Records from a dataset:
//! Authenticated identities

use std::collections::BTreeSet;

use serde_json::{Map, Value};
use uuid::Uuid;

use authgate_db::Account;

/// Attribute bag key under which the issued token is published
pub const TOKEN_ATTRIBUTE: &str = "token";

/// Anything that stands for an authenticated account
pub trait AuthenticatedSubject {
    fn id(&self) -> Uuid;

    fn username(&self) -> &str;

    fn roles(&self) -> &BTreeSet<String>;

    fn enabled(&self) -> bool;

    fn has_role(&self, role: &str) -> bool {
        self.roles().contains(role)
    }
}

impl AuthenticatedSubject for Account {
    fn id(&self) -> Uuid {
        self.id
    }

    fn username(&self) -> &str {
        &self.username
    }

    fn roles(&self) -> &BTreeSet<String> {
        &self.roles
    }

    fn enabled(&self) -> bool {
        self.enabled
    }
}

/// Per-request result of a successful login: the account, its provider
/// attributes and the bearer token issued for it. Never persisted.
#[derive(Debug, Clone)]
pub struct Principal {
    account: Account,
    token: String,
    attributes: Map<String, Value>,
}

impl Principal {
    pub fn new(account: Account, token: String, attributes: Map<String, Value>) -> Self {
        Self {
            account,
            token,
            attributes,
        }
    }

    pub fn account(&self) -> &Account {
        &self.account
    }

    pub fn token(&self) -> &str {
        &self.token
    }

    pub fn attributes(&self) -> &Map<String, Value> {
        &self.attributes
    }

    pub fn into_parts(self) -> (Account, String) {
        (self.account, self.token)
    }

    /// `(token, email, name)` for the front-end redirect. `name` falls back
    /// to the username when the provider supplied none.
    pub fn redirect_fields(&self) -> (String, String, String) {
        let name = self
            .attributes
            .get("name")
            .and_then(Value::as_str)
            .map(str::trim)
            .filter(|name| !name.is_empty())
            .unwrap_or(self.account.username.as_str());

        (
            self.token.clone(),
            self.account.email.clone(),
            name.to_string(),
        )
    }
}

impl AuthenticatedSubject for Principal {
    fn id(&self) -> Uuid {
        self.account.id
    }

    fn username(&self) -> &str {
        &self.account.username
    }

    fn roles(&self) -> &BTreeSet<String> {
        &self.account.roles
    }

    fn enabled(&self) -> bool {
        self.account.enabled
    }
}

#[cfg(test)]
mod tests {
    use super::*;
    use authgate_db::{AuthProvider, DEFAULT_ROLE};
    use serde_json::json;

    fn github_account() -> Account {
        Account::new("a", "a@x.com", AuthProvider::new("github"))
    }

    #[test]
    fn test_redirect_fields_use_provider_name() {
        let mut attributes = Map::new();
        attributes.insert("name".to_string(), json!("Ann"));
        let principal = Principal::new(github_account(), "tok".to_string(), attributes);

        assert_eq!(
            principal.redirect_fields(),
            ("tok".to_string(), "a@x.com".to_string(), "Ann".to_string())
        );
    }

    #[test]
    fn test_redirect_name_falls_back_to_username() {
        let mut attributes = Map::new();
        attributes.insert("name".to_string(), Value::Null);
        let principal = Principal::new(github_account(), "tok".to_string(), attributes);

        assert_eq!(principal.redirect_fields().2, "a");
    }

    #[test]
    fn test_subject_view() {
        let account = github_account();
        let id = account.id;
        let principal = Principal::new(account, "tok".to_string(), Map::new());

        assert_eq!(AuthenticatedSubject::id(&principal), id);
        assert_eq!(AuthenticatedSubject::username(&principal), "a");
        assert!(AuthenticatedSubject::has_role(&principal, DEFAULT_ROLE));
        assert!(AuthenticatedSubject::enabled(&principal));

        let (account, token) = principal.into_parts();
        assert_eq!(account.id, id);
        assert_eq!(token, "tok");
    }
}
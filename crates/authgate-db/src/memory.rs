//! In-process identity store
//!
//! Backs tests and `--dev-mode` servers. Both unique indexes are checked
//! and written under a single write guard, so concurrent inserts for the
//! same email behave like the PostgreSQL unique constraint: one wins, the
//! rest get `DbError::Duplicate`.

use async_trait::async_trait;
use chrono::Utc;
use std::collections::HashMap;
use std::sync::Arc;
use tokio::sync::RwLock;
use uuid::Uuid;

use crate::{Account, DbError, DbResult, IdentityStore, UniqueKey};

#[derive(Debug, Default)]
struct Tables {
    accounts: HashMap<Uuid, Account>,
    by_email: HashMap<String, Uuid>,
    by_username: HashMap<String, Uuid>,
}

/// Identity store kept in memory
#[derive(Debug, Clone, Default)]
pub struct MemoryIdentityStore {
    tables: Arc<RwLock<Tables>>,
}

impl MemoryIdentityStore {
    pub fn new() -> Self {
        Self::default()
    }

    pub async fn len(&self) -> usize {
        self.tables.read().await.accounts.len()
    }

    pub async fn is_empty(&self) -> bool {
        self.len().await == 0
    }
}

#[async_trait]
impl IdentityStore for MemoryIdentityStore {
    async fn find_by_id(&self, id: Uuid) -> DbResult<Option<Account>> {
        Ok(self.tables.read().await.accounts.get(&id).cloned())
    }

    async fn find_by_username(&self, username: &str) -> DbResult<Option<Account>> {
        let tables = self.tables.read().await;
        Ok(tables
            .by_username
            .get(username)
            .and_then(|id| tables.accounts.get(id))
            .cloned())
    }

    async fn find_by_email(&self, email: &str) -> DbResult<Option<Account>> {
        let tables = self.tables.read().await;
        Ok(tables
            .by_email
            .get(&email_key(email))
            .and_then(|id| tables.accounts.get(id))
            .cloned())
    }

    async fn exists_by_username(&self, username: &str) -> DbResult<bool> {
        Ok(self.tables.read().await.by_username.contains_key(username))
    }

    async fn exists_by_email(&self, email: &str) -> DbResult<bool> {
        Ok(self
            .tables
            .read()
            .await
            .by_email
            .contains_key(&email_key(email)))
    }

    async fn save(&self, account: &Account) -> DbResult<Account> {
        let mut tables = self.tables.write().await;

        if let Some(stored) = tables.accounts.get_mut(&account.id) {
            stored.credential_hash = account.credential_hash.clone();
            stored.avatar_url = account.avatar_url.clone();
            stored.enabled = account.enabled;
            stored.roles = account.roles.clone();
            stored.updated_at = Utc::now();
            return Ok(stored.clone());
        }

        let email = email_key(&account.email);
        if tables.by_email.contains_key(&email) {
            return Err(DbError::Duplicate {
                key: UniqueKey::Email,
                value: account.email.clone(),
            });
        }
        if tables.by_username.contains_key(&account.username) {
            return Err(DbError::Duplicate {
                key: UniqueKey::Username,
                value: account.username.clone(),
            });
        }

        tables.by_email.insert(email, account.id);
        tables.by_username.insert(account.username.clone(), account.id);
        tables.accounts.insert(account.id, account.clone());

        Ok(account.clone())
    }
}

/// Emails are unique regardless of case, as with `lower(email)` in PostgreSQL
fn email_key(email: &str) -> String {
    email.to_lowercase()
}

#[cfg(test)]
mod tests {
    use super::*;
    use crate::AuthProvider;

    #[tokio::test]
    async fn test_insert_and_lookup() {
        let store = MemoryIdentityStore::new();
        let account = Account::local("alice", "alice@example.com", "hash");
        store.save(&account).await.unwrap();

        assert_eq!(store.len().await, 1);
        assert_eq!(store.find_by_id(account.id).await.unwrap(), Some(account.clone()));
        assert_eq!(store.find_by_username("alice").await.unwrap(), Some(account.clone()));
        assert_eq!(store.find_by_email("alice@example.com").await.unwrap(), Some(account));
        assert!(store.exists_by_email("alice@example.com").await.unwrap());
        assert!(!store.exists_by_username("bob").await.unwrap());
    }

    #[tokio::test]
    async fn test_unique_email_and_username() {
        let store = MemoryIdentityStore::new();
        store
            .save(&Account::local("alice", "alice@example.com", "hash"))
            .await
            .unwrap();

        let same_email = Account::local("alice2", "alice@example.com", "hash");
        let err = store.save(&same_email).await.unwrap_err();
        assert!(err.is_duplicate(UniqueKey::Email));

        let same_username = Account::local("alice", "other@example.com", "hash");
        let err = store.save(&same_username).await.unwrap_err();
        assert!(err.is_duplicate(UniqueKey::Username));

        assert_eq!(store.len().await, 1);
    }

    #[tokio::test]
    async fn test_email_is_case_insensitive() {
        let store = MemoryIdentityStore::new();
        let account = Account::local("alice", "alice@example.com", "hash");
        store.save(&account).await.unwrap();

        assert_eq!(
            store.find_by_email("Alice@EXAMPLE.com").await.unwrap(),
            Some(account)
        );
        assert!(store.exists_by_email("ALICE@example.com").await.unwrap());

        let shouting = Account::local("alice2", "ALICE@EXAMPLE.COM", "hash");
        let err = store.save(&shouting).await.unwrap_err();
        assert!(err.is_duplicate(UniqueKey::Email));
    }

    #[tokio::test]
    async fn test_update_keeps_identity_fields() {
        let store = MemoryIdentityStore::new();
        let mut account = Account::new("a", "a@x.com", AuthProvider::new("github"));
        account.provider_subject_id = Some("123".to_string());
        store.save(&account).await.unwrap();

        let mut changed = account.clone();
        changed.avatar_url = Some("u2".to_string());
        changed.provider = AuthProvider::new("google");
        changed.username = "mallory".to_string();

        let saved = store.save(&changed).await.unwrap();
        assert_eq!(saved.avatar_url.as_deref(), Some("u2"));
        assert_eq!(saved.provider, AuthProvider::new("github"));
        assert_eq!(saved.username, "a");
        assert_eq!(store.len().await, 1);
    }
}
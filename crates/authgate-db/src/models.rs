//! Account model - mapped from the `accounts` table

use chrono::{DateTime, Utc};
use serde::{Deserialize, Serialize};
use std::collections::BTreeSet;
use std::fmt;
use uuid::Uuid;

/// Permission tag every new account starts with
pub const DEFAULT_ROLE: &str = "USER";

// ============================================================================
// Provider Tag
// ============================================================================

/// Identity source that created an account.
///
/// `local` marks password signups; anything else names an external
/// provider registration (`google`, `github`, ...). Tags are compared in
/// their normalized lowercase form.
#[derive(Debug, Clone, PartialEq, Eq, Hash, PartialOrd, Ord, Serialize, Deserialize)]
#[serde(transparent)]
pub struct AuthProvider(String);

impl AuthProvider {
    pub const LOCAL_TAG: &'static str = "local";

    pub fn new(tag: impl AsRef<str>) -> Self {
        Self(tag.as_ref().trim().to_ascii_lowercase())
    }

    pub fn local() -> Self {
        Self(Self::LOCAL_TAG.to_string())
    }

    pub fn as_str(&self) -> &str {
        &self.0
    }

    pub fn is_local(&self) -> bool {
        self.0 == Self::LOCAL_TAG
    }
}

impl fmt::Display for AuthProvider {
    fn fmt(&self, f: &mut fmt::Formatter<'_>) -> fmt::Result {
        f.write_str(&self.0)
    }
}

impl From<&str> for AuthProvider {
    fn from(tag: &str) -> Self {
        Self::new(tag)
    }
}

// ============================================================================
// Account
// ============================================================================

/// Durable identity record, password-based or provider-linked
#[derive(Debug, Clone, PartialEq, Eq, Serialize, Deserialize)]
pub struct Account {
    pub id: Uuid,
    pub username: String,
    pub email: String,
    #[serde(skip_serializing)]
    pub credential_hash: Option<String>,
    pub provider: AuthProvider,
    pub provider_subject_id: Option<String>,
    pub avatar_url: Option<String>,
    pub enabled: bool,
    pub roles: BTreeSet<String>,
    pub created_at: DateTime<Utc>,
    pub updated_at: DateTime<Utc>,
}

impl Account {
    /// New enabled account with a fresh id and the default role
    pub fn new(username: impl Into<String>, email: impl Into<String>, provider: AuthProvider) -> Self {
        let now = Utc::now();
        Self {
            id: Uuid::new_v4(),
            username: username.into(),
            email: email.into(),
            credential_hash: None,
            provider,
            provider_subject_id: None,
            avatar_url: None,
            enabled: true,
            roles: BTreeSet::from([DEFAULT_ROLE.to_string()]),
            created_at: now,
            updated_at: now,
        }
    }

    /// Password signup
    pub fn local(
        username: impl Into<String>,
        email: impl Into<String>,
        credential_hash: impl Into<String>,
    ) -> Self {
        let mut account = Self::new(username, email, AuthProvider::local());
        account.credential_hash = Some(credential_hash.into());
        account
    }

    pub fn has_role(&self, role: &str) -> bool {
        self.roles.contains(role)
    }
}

TASK BRIEF —
All lines in the entries above that include "Uuid" should be found and copied.

ANSWER TO THE PROBLEM —
use uuid::Uuid;
    fn id(&self) -> Uuid;
    fn id(&self) -> Uuid {
    fn id(&self) -> Uuid {
use uuid::Uuid;
    accounts: HashMap<Uuid, Account>,
    by_email: HashMap<String, Uuid>,
    by_username: HashMap<String, Uuid>,
    async fn find_by_id(&self, id: Uuid) -> DbResult<Option<Account>> {
use uuid::Uuid;
    pub id: Uuid,
            id: Uuid::new_v4(),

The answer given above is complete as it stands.